С помощью тщательно дозированных воздействий на сенсорные входы, а также благодаря прямой стимуляции болевых центров и участков зрительной коры, Квентин почти полностью утратил чувство времени и равновесия. Агамемнон мучился сомнениями, пока Данте скармливал пленнику ложные данные, а Юнона льстила ему, играя роль соблазнительницы и утешительницы каждый раз, когда Квентин чувствовал себя одиноким и растерянным.
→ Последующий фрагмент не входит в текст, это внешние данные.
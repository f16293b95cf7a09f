// FILE: crates/cli/src/commands.rs

use anyhow::{anyhow, bail, Context, Result};
use carlot_config::{Config, ConfigManager};
use carlot_core::Vehicle;
use carlot_network::{ClientConfig, ConnectivityMonitor, HttpGateway, PushChannel};
use carlot_sync_engine::{session, SyncConfig, SyncCoordinator, SyncStatus};
use clap::ArgMatches;
use console::style;
use std::sync::Arc;
use std::time::Duration;
use tokio::io::{AsyncBufReadExt, BufReader};
use tokio::sync::mpsc;

/// Write a default config file
pub fn init(manager: &ConfigManager) -> Result<()> {
    let created = manager
        .initialize()
        .context("Failed to write config file")?;

    if created {
        println!(
            "{} Config written to {}",
            style("✓").green().bold(),
            manager.config_path().display()
        );
    } else {
        println!("Config already exists at {}", manager.config_path().display());
    }
    Ok(())
}

/// List vehicles stored on the server
pub async fn list_vehicles(config: &Config, all: bool) -> Result<()> {
    let mut coordinator = connected_coordinator(config)?;

    coordinator
        .refresh()
        .await
        .context("Failed to load vehicles")?;
    if all {
        while !coordinator.cursor().is_exhausted() {
            coordinator
                .load_more()
                .await
                .context("Failed to load more vehicles")?;
        }
    }

    let vehicles = coordinator.store().vehicles();
    if vehicles.is_empty() {
        println!("No vehicles yet. Use 'add' to create one.");
        return Ok(());
    }

    println!("\n{} Vehicles", style(vehicles.len()).bold().cyan());
    println!("{}", "=".repeat(60));
    for vehicle in vehicles {
        println!("{}", format_vehicle(vehicle));
    }
    if !coordinator.cursor().is_exhausted() {
        println!("{}", style("(more available, use --all)").dim());
    }
    Ok(())
}

/// Add a vehicle on the server
pub async fn add_vehicle(config: &Config, matches: &ArgMatches) -> Result<()> {
    let vehicle = vehicle_from_args(matches)?;
    let mut coordinator = connected_coordinator(config)?;

    let saved = coordinator
        .save(vehicle)
        .await
        .context("Failed to save vehicle")?;

    println!("{} Vehicle added", style("✓").green().bold());
    println!("{}", format_vehicle(&saved));
    Ok(())
}

/// Follow the collection until Ctrl-C
///
/// Lines typed on stdin as `BRAND MODEL YEAR` are saved; while the server is
/// unreachable they are queued and replayed once it comes back.
pub async fn watch(config: &Config) -> Result<()> {
    let token = session_token(config)?;
    let gateway = http_gateway(config)?;

    let monitor = ConnectivityMonitor::new(
        config.server.connectivity_probe_url.as_str(),
        config.server.connectivity_interval(),
    )
    .context("Invalid connectivity probe URL")?;
    let connectivity = monitor.start().await;

    let (push_tx, push_rx) = mpsc::unbounded_channel();
    let push_task = tokio::spawn(forward_push(
        config.server.push_url.clone(),
        token.clone(),
        ReconnectBackoff::new(config.server.connectivity_interval()),
        push_tx,
    ));

    let coordinator = SyncCoordinator::new(gateway, SyncConfig::new(token));
    let handle = session::start(coordinator, connectivity.subscribe(), push_rx);
    let mut vehicles = handle.subscribe_vehicles();
    let mut status = handle.subscribe_status();
    let mut input = BufReader::new(tokio::io::stdin()).lines();
    let mut input_open = true;

    println!("Watching {} (Ctrl-C to stop)", config.server.api_url);
    loop {
        tokio::select! {
            _ = tokio::signal::ctrl_c() => break,
            changed = vehicles.changed() => {
                if changed.is_err() {
                    break;
                }
                let snapshot = vehicles.borrow_and_update().clone();
                println!("\n{} Vehicles", style(snapshot.len()).bold().cyan());
                for vehicle in snapshot.iter() {
                    println!("{}", format_vehicle(vehicle));
                }
            }
            changed = status.changed() => {
                if changed.is_err() {
                    break;
                }
                let current = status.borrow_and_update().clone();
                println!("{}", style(format_status(&current)).dim());
            }
            line = input.next_line(), if input_open => match line {
                Ok(Some(line)) if line.trim().is_empty() => {}
                Ok(Some(line)) => match parse_vehicle_line(&line) {
                    Ok(vehicle) => match handle.save(vehicle).await {
                        Ok(saved) => println!("{} saved {}", style("✓").green(), format_vehicle(&saved)),
                        Err(e) => eprintln!("{} {}", style("✗").red(), e),
                    },
                    Err(e) => eprintln!("{} {}", style("✗").red(), e),
                },
                Ok(None) | Err(_) => input_open = false,
            },
        }
    }

    let pending = handle.status().pending;
    if pending > 0 {
        eprintln!("Discarding {} unsynced vehicle(s)", pending);
    }
    handle.end().await;
    connectivity.stop();
    push_task.abort();
    Ok(())
}

/// Delay before the next push reconnection attempt
///
/// Doubles after each failed attempt up to `max_delay` and starts over once
/// a connection succeeds.
#[derive(Debug, Clone)]
struct ReconnectBackoff {
    initial_delay: Duration,
    max_delay: Duration,
    attempt: u32,
}

impl ReconnectBackoff {
    fn new(initial_delay: Duration) -> Self {
        Self {
            initial_delay,
            max_delay: Duration::from_secs(60).max(initial_delay),
            attempt: 0,
        }
    }

    fn next_delay(&mut self) -> Duration {
        let factor = 2u32.saturating_pow(self.attempt.min(16));
        self.attempt = self.attempt.saturating_add(1);
        self.initial_delay
            .saturating_mul(factor)
            .min(self.max_delay)
    }

    fn reset(&mut self) {
        self.attempt = 0;
    }
}

/// Keeps a push channel open, reconnecting with backoff when it drops
async fn forward_push(
    url: String,
    token: String,
    mut backoff: ReconnectBackoff,
    sink: mpsc::UnboundedSender<carlot_core::PushMessage>,
) {
    while !sink.is_closed() {
        match PushChannel::connect(&url, &token).await {
            Ok((channel, mut messages)) => {
                backoff.reset();
                while let Some(message) = messages.recv().await {
                    if sink.send(message).is_err() {
                        break;
                    }
                }
                if let Err(e) = channel.close().await {
                    log::debug!("Push channel close failed: {}", e);
                }
            }
            Err(e) => log::debug!("Push channel unavailable: {}", e),
        }
        let delay = backoff.next_delay();
        log::debug!("Reconnecting push channel in {:?}", delay);
        tokio::time::sleep(delay).await;
    }
}

fn session_token(config: &Config) -> Result<String> {
    std::env::var(&config.app.token_env)
        .ok()
        .filter(|token| !token.trim().is_empty())
        .ok_or_else(|| {
            anyhow!(
                "No session token: set {} to the token issued by the server",
                config.app.token_env
            )
        })
}

fn http_gateway(config: &Config) -> Result<Arc<HttpGateway>> {
    let client_config =
        ClientConfig::new(config.server.api_url.as_str()).with_timeout(config.server.request_timeout());
    let gateway = HttpGateway::new(client_config).context("Failed to create HTTP client")?;
    Ok(Arc::new(gateway))
}

fn connected_coordinator(config: &Config) -> Result<SyncCoordinator> {
    let token = session_token(config)?;
    let gateway = http_gateway(config)?;
    Ok(SyncCoordinator::new(
        gateway,
        SyncConfig::new(token).connected(true),
    ))
}

fn vehicle_from_args(matches: &ArgMatches) -> Result<Vehicle> {
    let brand = matches
        .get_one::<String>("brand")
        .ok_or_else(|| anyhow!("Brand is required"))?;
    let model = matches
        .get_one::<String>("model")
        .ok_or_else(|| anyhow!("Model is required"))?;
    let year = *matches
        .get_one::<i32>("year")
        .ok_or_else(|| anyhow!("Year is required"))?;

    let mut vehicle = Vehicle::new(brand.as_str(), model.as_str(), year);
    if let (Some(latitude), Some(longitude)) = (
        matches.get_one::<f64>("latitude"),
        matches.get_one::<f64>("longitude"),
    ) {
        vehicle = vehicle.with_location(*latitude, *longitude);
    }
    if let Some(path) = matches.get_one::<String>("photo") {
        let bytes =
            std::fs::read(path).with_context(|| format!("Failed to read photo {}", path))?;
        vehicle = vehicle.with_photo(&bytes);
    }
    Ok(vehicle)
}

fn parse_vehicle_line(line: &str) -> Result<Vehicle> {
    let parts: Vec<&str> = line.split_whitespace().collect();
    let [brand, model, year] = parts.as_slice() else {
        bail!("Expected: BRAND MODEL YEAR");
    };
    let year = year
        .parse::<i32>()
        .with_context(|| format!("Invalid year '{}'", year))?;
    Ok(Vehicle::new(*brand, *model, year))
}

fn format_vehicle(vehicle: &Vehicle) -> String {
    let id = vehicle
        .id
        .as_ref()
        .map(|id| id.to_string())
        .unwrap_or_else(|| "-".to_string());
    let marker = if vehicle.is_unsynced() { "*" } else { " " };
    format!(
        "{} {:<8} {:<12} {:<12} {:>4}  {}",
        marker,
        truncate(&id, 8),
        vehicle.brand,
        vehicle.model,
        vehicle.year,
        if vehicle.photo.is_some() { "[photo]" } else { "" }
    )
    .trim_end()
    .to_string()
}

fn format_status(status: &SyncStatus) -> String {
    let mut parts = vec![if status.connected { "online" } else { "offline" }.to_string()];
    if status.pending > 0 {
        parts.push(format!("{} pending", status.pending));
    }
    if status.fetching {
        parts.push("loading".to_string());
    }
    if status.saving {
        parts.push("saving".to_string());
    }
    if let Some(error) = status.fetching_error.as_ref().or(status.saving_error.as_ref()) {
        parts.push(format!("error: {}", error));
    }
    format!("[{}]", parts.join(", "))
}

fn truncate(value: &str, max: usize) -> &str {
    match value.char_indices().nth(max) {
        Some((index, _)) => &value[..index],
        None => value,
    }
}
// crates/sync-engine/src/memory.rs
//! In-process remote store
//!
//! Keeps one collection per owner, assigns server ids on create and
//! broadcasts `created`/`updated` messages through a [`PushHub`]. Used by
//! tests, demos and the CLI's offline mode.

use crate::hub::PushHub;
use async_trait::async_trait;
use carlot_core::{GatewayError, GatewayResult, PushMessage, RemoteGateway, Vehicle, VehicleId};
use std::collections::HashMap;
use std::sync::atomic::{AtomicBool, Ordering};
use std::sync::{Arc, Mutex, MutexGuard};
use uuid::Uuid;

#[derive(Default)]
struct Collections {
    /// token -> owner
    sessions: HashMap<String, String>,
    /// owner -> vehicles in insertion order
    vehicles: HashMap<String, Vec<Vehicle>>,
}

/// Remote store living in memory
#[derive(Clone)]
pub struct MemoryRemote {
    inner: Arc<Mutex<Collections>>,
    hub: Arc<PushHub>,
    offline: Arc<AtomicBool>,
}

impl MemoryRemote {
    pub fn new() -> Self {
        Self::with_hub(Arc::new(PushHub::new()))
    }

    pub fn with_hub(hub: Arc<PushHub>) -> Self {
        Self {
            inner: Arc::new(Mutex::new(Collections::default())),
            hub,
            offline: Arc::new(AtomicBool::new(false)),
        }
    }

    pub fn hub(&self) -> &Arc<PushHub> {
        &self.hub
    }

    /// Grants `token` access to `owner`'s collection
    pub fn authorize(&self, token: impl Into<String>, owner: impl Into<String>) {
        self.lock().sessions.insert(token.into(), owner.into());
    }

    pub fn revoke(&self, token: &str) {
        self.lock().sessions.remove(token);
    }

    /// Makes every call fail with a transport error while set
    pub fn set_offline(&self, offline: bool) {
        self.offline.store(offline, Ordering::SeqCst);
    }

    /// Inserts records directly, assigning ids to id-less ones
    pub fn seed(&self, owner: &str, vehicles: impl IntoIterator<Item = Vehicle>) {
        let mut inner = self.lock();
        let collection = inner.vehicles.entry(owner.to_string()).or_default();
        for mut vehicle in vehicles {
            if vehicle.id.is_none() {
                vehicle.id = Some(new_id());
            }
            collection.push(vehicle);
        }
    }

    /// Number of records stored for `owner`
    pub fn len_for(&self, owner: &str) -> usize {
        self.lock().vehicles.get(owner).map_or(0, Vec::len)
    }

    /// Copy of `owner`'s collection
    pub fn vehicles_for(&self, owner: &str) -> Vec<Vehicle> {
        self.lock().vehicles.get(owner).cloned().unwrap_or_default()
    }

    fn lock(&self) -> MutexGuard<'_, Collections> {
        self.inner.lock().unwrap_or_else(|poisoned| poisoned.into_inner())
    }

    fn owner_of(&self, token: &str) -> GatewayResult<String> {
        if self.offline.load(Ordering::SeqCst) {
            return Err(GatewayError::Transport("remote store unreachable".to_string()));
        }
        self.lock()
            .sessions
            .get(token)
            .cloned()
            .ok_or(GatewayError::Unauthorized)
    }

    fn insert(&self, owner: &str, vehicle: &Vehicle) -> Vehicle {
        let mut stored = vehicle.clone();
        stored.id = Some(new_id());
        self.lock()
            .vehicles
            .entry(owner.to_string())
            .or_default()
            .push(stored.clone());

        self.hub.broadcast(owner, &PushMessage::Created(stored.clone()));
        stored
    }
}

impl Default for MemoryRemote {
    fn default() -> Self {
        Self::new()
    }
}

fn new_id() -> VehicleId {
    VehicleId::server(Uuid::new_v4().simple().to_string())
}

#[async_trait]
impl RemoteGateway for MemoryRemote {
    async fn list(&self, token: &str, offset: usize, page_size: usize) -> GatewayResult<Vec<Vehicle>> {
        let owner = self.owner_of(token)?;
        let inner = self.lock();
        let page = inner
            .vehicles
            .get(&owner)
            .map(|vehicles| vehicles.iter().skip(offset).take(page_size).cloned().collect())
            .unwrap_or_default();
        Ok(page)
    }

    async fn create(&self, token: &str, vehicle: &Vehicle) -> GatewayResult<Vehicle> {
        let owner = self.owner_of(token)?;
        Ok(self.insert(&owner, vehicle))
    }

    async fn update(&self, token: &str, id: &str, vehicle: &Vehicle) -> GatewayResult<Vehicle> {
        let owner = self.owner_of(token)?;

        let body_id = match vehicle.id.as_ref() {
            None => return Ok(self.insert(&owner, vehicle)),
            Some(body_id) => body_id,
        };
        if body_id.as_server() != Some(id) {
            return Err(GatewayError::rejected(400, "Param id and body id should be the same"));
        }

        let updated = {
            let mut inner = self.lock();
            let slot = inner
                .vehicles
                .get_mut(&owner)
                .and_then(|vehicles| vehicles.iter_mut().find(|stored| stored.id.as_ref() == Some(body_id)));
            match slot {
                Some(stored) => {
                    *stored = vehicle.clone();
                    stored.clone()
                }
                None => return Err(GatewayError::rejected(405, "Resource no longer exists")),
            }
        };

        self.hub.broadcast(&owner, &PushMessage::Updated(updated.clone()));
        Ok(updated)
    }
}

#[cfg(test)]
mod tests {
    use super::*;

    fn remote() -> MemoryRemote {
        let remote = MemoryRemote::new();
        remote.authorize("token-a", "alice");
        remote.authorize("token-b", "bob");
        remote
    }

    #[tokio::test]
    async fn test_create_assigns_server_id_and_broadcasts() {
        let remote = remote();
        let mut subscription = remote.hub().subscribe("alice");

        let created = remote
            .create("token-a", &Vehicle::new("BMW", "E90", 2006))
            .await
            .unwrap();

        assert!(matches!(created.id, Some(VehicleId::Server(_))));
        assert_eq!(subscription.recv().await, Some(PushMessage::Created(created)));
        assert_eq!(remote.len_for("alice"), 1);
        assert_eq!(remote.len_for("bob"), 0);
    }

    #[tokio::test]
    async fn test_list_pages_per_owner() {
        let remote = remote();
        remote.seed("alice", (0..20).map(|i| Vehicle::new("BMW", format!("m{}", i), 2000)));
        remote.seed("bob", vec![Vehicle::new("Audi", "A4", 2008)]);

        let first = remote.list("token-a", 0, 15).await.unwrap();
        let second = remote.list("token-a", 15, 15).await.unwrap();

        assert_eq!(first.len(), 15);
        assert_eq!(second.len(), 5);
        assert_eq!(second[0].model, "m15");
        assert_eq!(remote.list("token-b", 0, 15).await.unwrap().len(), 1);
    }

    #[tokio::test]
    async fn test_unknown_token_is_unauthorized() {
        let remote = remote();
        remote.revoke("token-a");
        assert_eq!(
            remote.list("token-a", 0, 15).await,
            Err(GatewayError::Unauthorized)
        );
    }

    #[tokio::test]
    async fn test_update_rules() {
        let remote = remote();
        let created = remote
            .create("token-a", &Vehicle::new("BMW", "E90", 2006))
            .await
            .unwrap();
        let id = created.id.clone().unwrap().to_string();

        let mut edited = created.clone();
        edited.year = 2009;
        assert_eq!(remote.update("token-a", &id, &edited).await.unwrap().year, 2009);

        let mismatch = remote.update("token-a", "other", &edited).await;
        assert!(matches!(mismatch, Err(GatewayError::Rejected { status: 400, .. })));

        let gone = edited.clone().with_id(VehicleId::server("gone"));
        let missing = remote.update("token-a", "gone", &gone).await;
        assert!(matches!(missing, Err(GatewayError::Rejected { status: 405, .. })));

        // No body id: stored as a new record
        let fresh = remote
            .update("token-a", "ignored", &Vehicle::new("Opel", "Astra", 2010))
            .await
            .unwrap();
        assert!(fresh.id.is_some());
        assert_eq!(remote.len_for("alice"), 2);
    }

    #[tokio::test]
    async fn test_offline_fails_with_transport_error() {
        let remote = remote();
        remote.set_offline(true);
        let result = remote.create("token-a", &Vehicle::new("BMW", "E90", 2006)).await;
        assert!(result.unwrap_err().is_transport());
    }
}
Он полностью зависел от капризов и прихотей титанов, так как его беспомощный мозг был отделен от тела и помещен в емкость со специальной жидкостью. Превращенные в неокимеков посредники, занимавшиеся изготовлением электрожидкости, добавляли в раствор с его мозгом определенные вещества, которые нарушали ориентацию и ускоряли мыслительные процессы. Ему казалось, что каждая ночь длится годы и годы. Он уже едва помнил, кем был когда-то, и постепенно терял способность отличать реальность от потока той лживой информации, которая внедрялась в его сознание. Это было чистейшее промывание мозгов в буквальном смысле этого выражения.
— Но почему вам понадобился именно я? — закричал он Агамемнону в последний раз, когда включили его голосовой синтезатор. — Если ваша новая империя такая славная и в вашем распоряжении десятки тысяч добровольцев, готовых стать неокимеками, то зачем вы теряете время с таким упрямым субъектом, как я? Я никогда не стану преданным вашему делу человеком.
— Ты — Батлер, а это для нас очень ценный и желанный приз, — ответил Агамемнон. — Другие наши добровольцы воспитывались в рабстве, под властью мыслящих машин или политиков Лиги. Ты, напротив, известный военачальник, опытный тактик и стратег. Ты можешь оказаться очень полезным.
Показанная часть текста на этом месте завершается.